1.3. Security Issue of Network Coding

Network coding shows its variety of possibilities and benefit in information dissemination; however, it also introduces a new type of security issue. The most serious security challenges posed by network coding thus come from various types of Byzantine attacks, especially packet-modifying attack. In particular, RLNC has been very robust to packet losses induced by node misbehavior [5]. Nevertheless, when it comes to packet-modifying attack, RLNC has become quite vulnerable. In RLNC, one intermediate node will linearly combine received packets and generate new packets to next multiple receivers. If this node has been compromised and generates error packets, other nodes receiving those error packets will also be modified for those error packets will stay in buffer and keep being combined with normal packets. Hence, nodes on a path that these error packets go through would become new compromised nodes without self-awareness and disseminate more error packets. In other word, the error due to modified packets will propagate in network with RLNC. Eventually, the whole communication network may be crushed just because of one single adversary node. Figure 1 shows how a single adversary node propagates error.

Figure 1: Error propagation due to modifying packets by Byzantine nodes in a network with RLNC.

The paper is organized as follows: Section 2 illustrates pros and cons of related works on Byzantine attacks, Section 3 describes our model and algorithm, Section 4 gives the simulation results and analysis, and Section 5 shows mathematical analysis. Section 6 concludes the paper with a summary of the results and discussion of further work.

2. Related Work

Existing method mostly modifies the format of coded packet against Byzantine attacks and can be divided into two main categories: (1) misbehavior detection and (2) end-to-end error correction.

2.1. Misbehavior Detection

Misbehavior detection applies error control technique or information-theoretic frameworks of encryptography to detect the modification introduced by Byzantine attackers. By types of nodes who take care of coding burden, misbehavior detection can be further divided into generation-based and packet based. Generation based detection takes similar advantage as error-correcting codes and lays expensive computation tasks on destination nodes. As long as enough information is retrieved by destinations, modification can be detected. Reference [6] proposes an information-theoretic approach for detecting Byzantine modification in networks employing RLNC. Each exogenous source packet is augmented with a flexible number of hash symbols that are obtained as a polynomial function of the data symbol. This approach depends only on the adversary not knowing the random coefficient of all other packets received by the sink nodes when designing its adversarial packets. The hash schemes can be used without the need of secret key distribution but the use of block code forces an priori decision on the coding rate. Moreover, the main disadvantage of generation-based detection schemes is that only nodes with enough packets from a generation are able to detect modifications and thus, result in large end-to-end delays.

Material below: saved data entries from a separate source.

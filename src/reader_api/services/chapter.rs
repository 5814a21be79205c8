use std::sync::Arc;

use poem_openapi::payload::Json;

use crate::domain::Viewport;
use crate::reader::{ContentError, ReaderLibrary, ReaderSession};
use crate::reader_api::models::{ChapterResponse, ErrorDto};

/// Viewport overrides taken from the query string. Missing values keep the
/// session's current viewport.
#[derive(Debug, Clone, Copy, Default)]
pub struct ViewportQuery {
    pub width: Option<f32>,
    pub height: Option<f32>,
    pub font_size: Option<f32>,
    pub line_height: Option<f32>,
    pub density: Option<f32>,
}

impl ViewportQuery {
    pub fn apply(&self, base: Viewport) -> Viewport {
        Viewport {
            width_px: self.width.unwrap_or(base.width_px),
            height_px: self.height.unwrap_or(base.height_px),
            font_size_pt: self.font_size.unwrap_or(base.font_size_pt),
            line_height: self.line_height.unwrap_or(base.line_height),
            density: self.density.unwrap_or(base.density),
        }
    }
}

pub struct ChapterService<'a> {
    pub library: &'a ReaderLibrary,
}

impl<'a> ChapterService<'a> {
    pub fn new(library: &'a ReaderLibrary) -> Self {
        Self { library }
    }

    async fn session(&self, book_id: &str) -> Arc<ReaderSession> {
        match self.library.get(book_id).await {
            Some(session) => session,
            None => self.library.open(book_id).await,
        }
    }

    #[tracing::instrument(level = "debug", skip(self))]
    pub async fn open_chapter(
        &self,
        book_id: &str,
        chapter_id: &str,
        viewport: ViewportQuery,
    ) -> ChapterResponse {
        let session = self.session(book_id).await;
        session.set_viewport(viewport.apply(session.viewport()));

        match session.open_chapter(chapter_id).await {
            Ok(opened) => ChapterResponse::Ok(Json(opened.into())),
            Err(e @ ContentError::MalformedId(_)) => ChapterResponse::BadRequest(ErrorDto::new(e.to_string())),
            Err(e @ ContentError::NotFound(_)) => ChapterResponse::NotFound(ErrorDto::new(e.to_string())),
            Err(e @ ContentError::Unavailable(_)) => {
                ChapterResponse::BadGateway(ErrorDto::new(e.to_string()))
            }
        }
    }
}

#[cfg(test)]
pub(crate) mod tests {
    use super::*;
    use crate::reader::repository::tests::FakeRemote;
    use crate::reader::{ContentRepository, ProgressTracker, TieredRepository};
    use crate::storage::{DiskCache, MemoryProgressStore};

    pub(crate) fn library(remote: Arc<FakeRemote>, dir: &tempfile::TempDir) -> ReaderLibrary {
        let repository: Arc<dyn ContentRepository> = Arc::new(TieredRepository::new(
            remote,
            DiskCache::new(dir.path()),
            chrono::Duration::hours(1),
        ));
        ReaderLibrary::new(
            repository,
            Arc::new(ProgressTracker::new(Arc::new(MemoryProgressStore::new()))),
            12,
        )
    }

    #[test]
    fn query_overrides_only_given_fields() {
        let query = ViewportQuery {
            font_size: Some(24.0),
            ..ViewportQuery::default()
        };
        let viewport = query.apply(Viewport::default());
        assert_eq!(viewport.font_size_pt, 24.0);
        assert_eq!(viewport.width_px, Viewport::default().width_px);
    }

    #[tokio::test]
    async fn maps_content_errors_to_statuses() -> anyhow::Result<()> {
        let dir = tempfile::tempdir()?;
        let remote = Arc::new(FakeRemote::with_chapters(&["ch-1", "ch-2"]));
        remote.fail("ch-2");
        let library = library(remote, &dir);
        let service = ChapterService::new(&library);
        let query = ViewportQuery::default();

        match service.open_chapter("book-1", "ch-1", query).await {
            ChapterResponse::Ok(Json(dto)) => {
                assert!(dto.is_first);
                assert_eq!(dto.pages.concat(), "Body of ch-1.\nSecond line.");
            }
            _ => panic!("expected chapter pages"),
        }
        assert!(matches!(
            service.open_chapter("book-1", "missing", query).await,
            ChapterResponse::NotFound(_)
        ));
        assert!(matches!(
            service.open_chapter("book-1", "ch-2", query).await,
            ChapterResponse::BadGateway(_)
        ));
        assert!(matches!(
            service.open_chapter("book-1", " ", query).await,
            ChapterResponse::BadRequest(_)
        ));
        Ok(())
    }
}
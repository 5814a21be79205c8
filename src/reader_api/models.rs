use poem_openapi::{ApiResponse, Object, payload::Json};
use uuid::Uuid;

use crate::domain::{ChapterMeta, PagePosition, PageRange, ReadingProgress};
use crate::reader::{CacheStats, OpenedChapter};

#[derive(Debug, Clone, Object)]
pub struct ErrorDto {
    /// Human-readable error message
    pub message: String,
}

impl ErrorDto {
    pub fn new(message: impl Into<String>) -> Json<Self> {
        Json(Self {
            message: message.into(),
        })
    }
}

#[derive(Debug, Clone, Object)]
#[oai(rename_all = "camelCase")]
pub struct ChapterMetaDto {
    pub id: String,
    pub name: String,
    pub ordinal: String,
    pub is_premium: bool,
}

impl From<ChapterMeta> for ChapterMetaDto {
    fn from(meta: ChapterMeta) -> Self {
        Self {
            id: meta.id,
            name: meta.name,
            ordinal: meta.ordinal,
            is_premium: meta.is_premium,
        }
    }
}

#[derive(Debug, Clone, Object)]
#[oai(rename_all = "camelCase")]
pub struct SessionDto {
    pub session_id: Uuid,
    pub book_id: String,
    pub chapters: Vec<ChapterMetaDto>,
}

#[derive(Debug, Clone, Object)]
#[oai(rename_all = "camelCase")]
pub struct PageRangeDto {
    pub chapter_id: String,
    pub start_global_index: u64,
    pub end_global_index: u64,
}

impl From<PageRange> for PageRangeDto {
    fn from(range: PageRange) -> Self {
        Self {
            chapter_id: range.chapter_id,
            start_global_index: range.start_global_index as u64,
            end_global_index: range.end_global_index as u64,
        }
    }
}

#[derive(Debug, Clone, Object)]
#[oai(rename_all = "camelCase")]
pub struct ChapterPagesDto {
    pub chapter: ChapterMetaDto,
    pub pages: Vec<String>,
    pub range: Option<PageRangeDto>,
    pub is_first: bool,
    pub is_last: bool,
    pub estimated_total_pages: u64,
}

impl From<OpenedChapter> for ChapterPagesDto {
    fn from(opened: OpenedChapter) -> Self {
        Self {
            chapter: opened.meta.into(),
            pages: opened.pages.iter().map(|p| p.text.clone()).collect(),
            range: opened.range.map(Into::into),
            is_first: opened.is_first,
            is_last: opened.is_last,
            estimated_total_pages: opened.estimated_total_pages as u64,
        }
    }
}

#[derive(Debug, Clone, Object)]
#[oai(rename_all = "camelCase")]
pub struct ProgressUpdateDto {
    pub chapter_id: String,
    /// Page within the chapter; omitted or negative means the book detail page
    pub page_index: Option<i64>,
}

impl ProgressUpdateDto {
    pub fn position(&self) -> PagePosition {
        match self.page_index.map(usize::try_from) {
            Some(Ok(index)) => PagePosition::Page(index),
            _ => PagePosition::DetailPage,
        }
    }
}

#[derive(Debug, Clone, Object)]
#[oai(rename_all = "camelCase")]
pub struct ProgressDto {
    pub book_id: String,
    pub chapter_id: String,
    /// -1 for the book detail page
    pub page_index: i32,
    pub global_page_index: u64,
    pub chapter_progress: f64,
    pub global_progress: f64,
    pub updated_at: chrono::DateTime<chrono::Utc>,
}

impl From<ReadingProgress> for ProgressDto {
    fn from(progress: ReadingProgress) -> Self {
        Self {
            book_id: progress.book_id,
            chapter_id: progress.chapter_id,
            page_index: progress.position.to_stored(),
            global_page_index: progress.global_page_index as u64,
            chapter_progress: progress.chapter_progress,
            global_progress: progress.global_progress,
            updated_at: progress.updated_at,
        }
    }
}

#[derive(Debug, Clone, Object)]
#[oai(rename_all = "camelCase")]
pub struct CacheReportDto {
    pub size: u64,
    pub max_size: u64,
    pub hits: u64,
    pub misses: u64,
    pub hit_rate: f64,
    pub eviction_count: u64,
    pub estimated_total_pages: u64,
    pub page_ranges: Vec<PageRangeDto>,
}

impl CacheReportDto {
    pub fn new(stats: CacheStats, estimated_total_pages: usize, ranges: Vec<PageRange>) -> Self {
        Self {
            size: stats.size as u64,
            max_size: stats.max_size as u64,
            hits: stats.hits,
            misses: stats.misses,
            hit_rate: stats.hit_rate,
            eviction_count: stats.eviction_count,
            estimated_total_pages: estimated_total_pages as u64,
            page_ranges: ranges.into_iter().map(Into::into).collect(),
        }
    }
}

#[derive(ApiResponse)]
pub enum SessionOpenResponse {
    /// Session open; chapter list attached
    #[oai(status = 200)]
    Ok(Json<SessionDto>),
}

#[derive(ApiResponse)]
pub enum SessionCloseResponse {
    /// Session closed
    #[oai(status = 204)]
    NoContent,

    /// No session was open for the book
    #[oai(status = 404)]
    NotFound(Json<ErrorDto>),
}

#[derive(ApiResponse)]
pub enum ChapterResponse {
    /// Chapter paginated for the requested viewport
    #[oai(status = 200)]
    Ok(Json<ChapterPagesDto>),

    /// Malformed chapter id
    #[oai(status = 400)]
    BadRequest(Json<ErrorDto>),

    /// The chapter does not exist
    #[oai(status = 404)]
    NotFound(Json<ErrorDto>),

    /// Every content tier failed; retry later
    #[oai(status = 502)]
    BadGateway(Json<ErrorDto>),
}

#[derive(ApiResponse)]
pub enum ProgressPutResponse {
    /// Progress computed and saved
    #[oai(status = 200)]
    Ok(Json<ProgressDto>),

    /// Invalid request body
    #[oai(status = 400)]
    BadRequest(Json<ErrorDto>),

    /// Progress could not be persisted
    #[oai(status = 500)]
    InternalError(Json<ErrorDto>),
}

#[derive(ApiResponse)]
pub enum ProgressGetResponse {
    /// Last saved progress
    #[oai(status = 200)]
    Ok(Json<ProgressDto>),

    /// Nothing saved for the book
    #[oai(status = 404)]
    NotFound(Json<ErrorDto>),

    /// Progress store failure
    #[oai(status = 500)]
    InternalError(Json<ErrorDto>),
}

#[derive(ApiResponse)]
pub enum CacheReportResponse {
    /// Session cache statistics and page index state
    #[oai(status = 200)]
    Ok(Json<CacheReportDto>),

    /// No session is open for the book
    #[oai(status = 404)]
    NotFound(Json<ErrorDto>),
}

On the contrary to generation-based detection schemes, packet-based detection schemes allow intermediate nodes in the network detecting modified data on the fly and drop modified packets instead of only relying on destinations, which is more suitable for high attack probability compared to generation-based detection schemes. Packet-based detection schemes require active participation of intermediate nodes with the ability to compute hash function or generate signature based on homomorphic hash functions [7, 8]. Hash of a coded packet can be easily derived from the hashes of previously encoded packets; in that way, intermediate nodes can verify validity of encoded packets before linearly combining them. This characteristic also prevents from error propagating in network. Unfortunately, homomorphic hash function is also computationally expensive and cannot be used in intersession network coding scenario while different sources combine their own source information together.

2.2. End-to-End Error Correction

End-to-end error correction schemes include error-correcting code method into the process of encoding packets and sinks can correct error and recover original information under certain amount of error. Like generation-based detection schemes, end-to-end error correction schemes lay all encoding and decoding tasks on sources and sinks, such that intermediate nodes are not required to change their mode of operation. The transmission mode for end-to-end error correction schemes with network coding can be described by matrix channel , where is the matrix whose rows are the source packets, corresponds to the matrix whose rows are received packets at sinks, denotes the transfer matrix, which records linear transformation operated on packets while they traverse the network, also called global encoding vectors, and describes the matrix according to the injected error packets after propagating over the network. With error-correcting code, we can recover from . References [911] discuss performance of error correction ability while some channel information, such as loss rate or error probability, is known. Reference [12] proposes a simple coding schemes with polynomial complexity for a probabilistic error model of random network coding and provides bounds on capacity. Reference [13] provides a special coding method, which adds a zero vector in the transmitted packet at the source node with an assumption that there is a secret channel between source nodes and sink nodes to inform sinks where the zero vector locates in the transmitted packet. This information cannot be seen by intermediate nodes, and it will be very useful while Byzantine attackers maliciously modify the transmitted packet. As a matter of fact, under some modification level, the more modification occurs, the more likely sinks can recover the original information by using information from observing modified zero vectors. Reference [13] also gives bounds on capacity for two adversarial modes: when Byzantine attackers have limited eavesdropping ability, optimal rate would be -; when Byzantine attackers can eavesdrop all links, optimal rate would be down to , where is the network capacity and is the number of links controlled by attackers.With special error-correcting code, sinks can be more tolerant with errors, but this scheme also introduces large overhead in packets, which result in tremendous transmission efficiency decreasing.

Even though end-to-end error correcting schemes can recover original information at sinks, it cannot stop error from propagating and introducing large overhead (in worst case, only of a packet carries data); misbehavior detection schemes can intercept modified packets on the fly to prevent errors from propagating, but it unfortunately takes expensive computation complexity. We will propose a new type of network coding packet and a distributed algorithm to locate Byzantine attackers and then isolate those nodes. Our algorithm essentially control the error propagation over the network and is not computationally expensive. Detailed introduction is in the next section.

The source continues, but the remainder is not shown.